Business Process and Directive

This view of the Enterprise Business Motivation Model is concerned with the operations of a business.  When change occurs, it nearly always plays out through impacts in the operations of a business: in the business processes executed by the business and the business policies and rules that govern those processes.

The following diagram illustrates the various elements of the operational aspect of the EBMM.  (Click to enlarge).

Business Process View (2)

For the sake of the Enterprise Business Motivation Model, a business process is defined as a collection of activities that take one or more inputs and transform them into process outputs in support of a valuable business outcome. 

Business units are responsible for performing the Business processes.  For businesses that take a process-centric view, the process is something that the business unit is responsible for, but it exists to serve the needs of the business, not the particular unit that happens to have control over it.  This is an important distinction, and one that is critical for businesses to truly improve their internal business process efficiency and effectiveness.

The capabilities of a business unit are implemented through a business process.  Note that the business process itself can be outsourced to a different company.  This fact does not relieve the business unit of its responsibility for the performance of the process, just the activities involved in doing the work.

A process metric is a measurement collected during the operation of a business process.  Typically these measurements can be used to track the flow of materials in or out of a process, or the resources consumed, but a process metric may measure any aspect of a process.  Typically, a Key Performance Indicator is a process metric that is selected for its relationship to the value chain.

A success metric is not necessarily a measurement of a process, but rather a way, devised by business stakeholders, to measure the value that a process provides. 

For example, let’s say your company attends a convention and sets up a booth.  You hand out swag and talk about your product.  At the same time, you collect business cards.  Let’s say that you have created a business process for entering those leads into a database and flagging the ones that should be followed up on. 

A valid process metric may be “number of unique lead records collected from each conference.”  A success metric, on the other hand, may be “number of product demonstrations to qualified prospects that originated from conventions.”

The business policy and business rules relationships are derived from our understanding of the OMG models at a very high level.  The only elements included in the EBMM are Policy Type, Business Policy, and Business Rules and Facts.

Policy Type is a classifier for the type of policy.  Different types of policies may have different levels of governance or compliance attached to them.  For example, a required corporate policy may be non-negotiable, while a corporate standard may allow for exceptions.  The EBMM does not specify a standard list of policy types.

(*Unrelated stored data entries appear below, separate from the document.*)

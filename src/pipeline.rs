//! Chunking pipeline orchestration.
//!
//! Coordinates the full run: discovery → frontmatter → chunking → records.
//! Documents are independent, so they are chunked in parallel; a document
//! that cannot be read is logged and skipped without failing the run.

use anyhow::{Context, Result};
use doc_chunker_core::{chunk_document, ChunkConfig, ChunkRecord, DocumentSource};
use rayon::prelude::*;
use std::borrow::Cow;
use std::path::Path;
use std::sync::atomic::{AtomicU64, Ordering};
use tracing::{debug, info, warn};

use crate::config::Config;
use crate::connector_fs::{self, DocumentFile};
use crate::frontmatter::parse_frontmatter;
use crate::progress::{ChunkProgressEvent, ChunkProgressReporter};

/// Result of chunking a docs directory.
#[derive(Debug, Default)]
pub struct RunOutcome {
    /// Number of documents processed, including ones that produced no chunks.
    pub documents: usize,
    /// Records of all documents, in document order.
    pub records: Vec<ChunkRecord>,
}

/// Chunk already-loaded file content.
///
/// Line endings are normalized to `\n` first, so CRLF files get the same
/// frontmatter detection and paragraph breaks as LF files.
pub fn process_content(
    source: &DocumentSource,
    content: &str,
    chunking: &ChunkConfig,
) -> Vec<ChunkRecord> {
    let content = normalize_line_endings(content);
    let (frontmatter, body) = parse_frontmatter(&content);
    chunk_document(source, body, &frontmatter, chunking)
}

fn normalize_line_endings(content: &str) -> Cow<'_, str> {
    if content.contains('\r') {
        Cow::Owned(content.replace("\r\n", "\n").replace('\r', "\n"))
    } else {
        Cow::Borrowed(content)
    }
}

/// Read and chunk a single markdown file.
pub fn process_file(path: &Path, chunking: &ChunkConfig) -> Result<Vec<ChunkRecord>> {
    let content = std::fs::read_to_string(path)
        .with_context(|| format!("Failed to read {}", path.display()))?;
    let source = connector_fs::document_source(path);
    Ok(process_content(&source, &content, chunking))
}

/// Chunk every document under the configured docs directory.
pub fn process_directory(
    config: &Config,
    reporter: &dyn ChunkProgressReporter,
) -> Result<RunOutcome> {
    reporter.report(ChunkProgressEvent::Discovering {
        docs_dir: config.input.docs_dir.display().to_string(),
    });
    let files = connector_fs::scan_documents(&config.input)?;
    for (stem, paths) in connector_fs::shared_stems(&files) {
        warn!(
            stem = %stem,
            files = %paths.join(", "),
            "documents share a stem; their chunk ids collide"
        );
    }
    info!(
        documents = files.len(),
        docs_dir = %config.input.docs_dir.display(),
        "discovered documents"
    );

    let total = files.len() as u64;
    let done = AtomicU64::new(0);

    let per_document: Vec<Vec<ChunkRecord>> = files
        .par_iter()
        .map(|file| {
            let records = chunk_file(file, &config.chunking);
            let n = done.fetch_add(1, Ordering::Relaxed) + 1;
            reporter.report(ChunkProgressEvent::Chunking { n, total });
            records
        })
        .collect();

    let records: Vec<ChunkRecord> = per_document.into_iter().flatten().collect();
    info!(
        documents = files.len(),
        chunks = records.len(),
        "chunking complete"
    );

    Ok(RunOutcome {
        documents: files.len(),
        records,
    })
}

fn chunk_file(file: &DocumentFile, chunking: &ChunkConfig) -> Vec<ChunkRecord> {
    match process_file(&file.path, chunking) {
        Ok(records) => {
            debug!(
                file = %file.relative_path,
                chunks = records.len(),
                "chunked document"
            );
            records
        }
        Err(e) => {
            warn!(file = %file.relative_path, error = %format!("{:#}", e), "skipping document");
            Vec::new()
        }
    }
}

The distinction between “business policy” and “business rule” is designed to allow flexibility between policies, which are designed for people to comply with, and business rules, which can be understood both by people and by computer systems. 

The detailed description of business rules and facts is a practice that is recognized by the EBMM yet remains outside the scope of this model.  The “Business Rules and Facts” entity provides an anchor point for the connection of business rules to the rest of the motivation model.